Lenin's key three works of this period, Imperialism, The State and Revolution, and The Proletarian Revolution and the Renegade Kautsky, were polemics against the center, internationally, in Social Democracy. In the heat of battle, in Russia and across Europe, when the founding of the Third International took place, it was not easy to get delegates to Moscow, and most of those who turned up were people who either were lucky and made it through or happened to already be there. The delegates to the First Congress were thus necessarily a somewhat eclectic collection of parties and individuals. But it was an historic affirmation of the years of previous struggle and above all of the actual creation of the dictatorship of the proletariat embodied in Soviets. The key resolution at that Congress was, indeed, an upholding of the dictatorship of the proletariat.
Kautsky spent the last 20 years of his life as an embittered, anti-Soviet Social Democrat, an apostle of bourgeois democracy, blaming all ills, including German fascism, on Bolshevism. Lenin, for his part, recognized the real issue which the Third International had to turn its attention to and that was the spreading of the October Revolution to other places. I wanted to quote something that he wrote in October of 1918, which I think kind of gives a measure of him as a revolutionist. If you look in the volume that has The Proletarian Revolution and the Renegade Kautsky, there is, earlier on, a very short piece by the same name and in it Lenin notes:

"Europe's greatest misfortune and danger is that it has no revolutionary party. It has parties of traitors like -the Scheidemanns, Renaudels, Henderson’s, Webbs and Co., and of servile souls like Kautsky. But it has no revolutionary party.

"Of course* a mighty, popular revolutionary movement may rectify this deficiency, but it is nevertheless a serious misfortune and a grave danger.
"That is why we must do our utmost to expose renegades like Kautsky, thereby supporting the revolutionary groups of genuine internationalist workers, who are to be found in all countries." -CW, Vol. 28, p. 113
It was that task that the founding of the Third International took up.
The German delegation of the newly fledged Communist Party arrived in Moscow with a mandate (adopted before the Spartacus uprising) to oppose the launching of a Third International, because the German Communists could not yet break themselves from the conception of the party of the whole class. They still were mesmerized by the possibility of some sort of unity with various centrists and thought the formation of a new international premature. The German delegation was actually talked out of this position while in Moscow.

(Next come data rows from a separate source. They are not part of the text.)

//! Unified error system
//!
//! - [`ErrorCode`]: Standardized error codes for all error types
//! - [`ErrorCategory`]: Classification of errors by domain
//! - [`AppError`]: Error type with code, message and optional details
//! - [`ErrorBody`]: JSON body returned for every failed request
//!
//! # Error Code Ranges
//!
//! - 0xxx: General errors
//! - 4xxx: Order errors
//! - 6xxx: Catalog errors (products, categories, images)
//! - 7xxx: Testimonial errors
//! - 9xxx: System errors
//!
//! # Example
//!
//! ```
//! use shared::error::{AppError, ErrorCode, ErrorBody};
//!
//! let err = AppError::with_message(ErrorCode::InsufficientStock, "Not enough stock")
//!     .with_detail("available", 5)
//!     .with_detail("requested", 6);
//!
//! let body = ErrorBody::from(&err);
//! assert_eq!(body.code, 6003);
//! ```

mod category;
mod codes;
mod http;
mod types;

pub use category::ErrorCategory;
pub use codes::{ErrorCode, InvalidErrorCode};
pub use types::{AppError, AppResult, ErrorBody};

That was crucial. It had been a long and difficult struggle, but the banner of international proletarian revolution, besmirched by Social Democracy in 1914, was planted at this founding conference. Its key programmatic element, the dictatorship of the proletariat based on soviet power, was asserted. The struggle to forge new revolutionary parties was launched.

The new parties which adhered to the banner of October reflected a generational split. It was the young workers who had gone through the war who were to become the base of the new International. It was the older workers who tended to stay behind with the Social Democracy. Certainly our tasks today have obvious parallels. The sine qua non is to build parties of a Bolshevik type, to forge an international, and to contest for proletarian power and that really is the only road to new October Revolutions, which is what this class is all about.

Summary following discussion
Markin comment- I have not republished the summary here as there is no context for the statements made during the course of the discussion.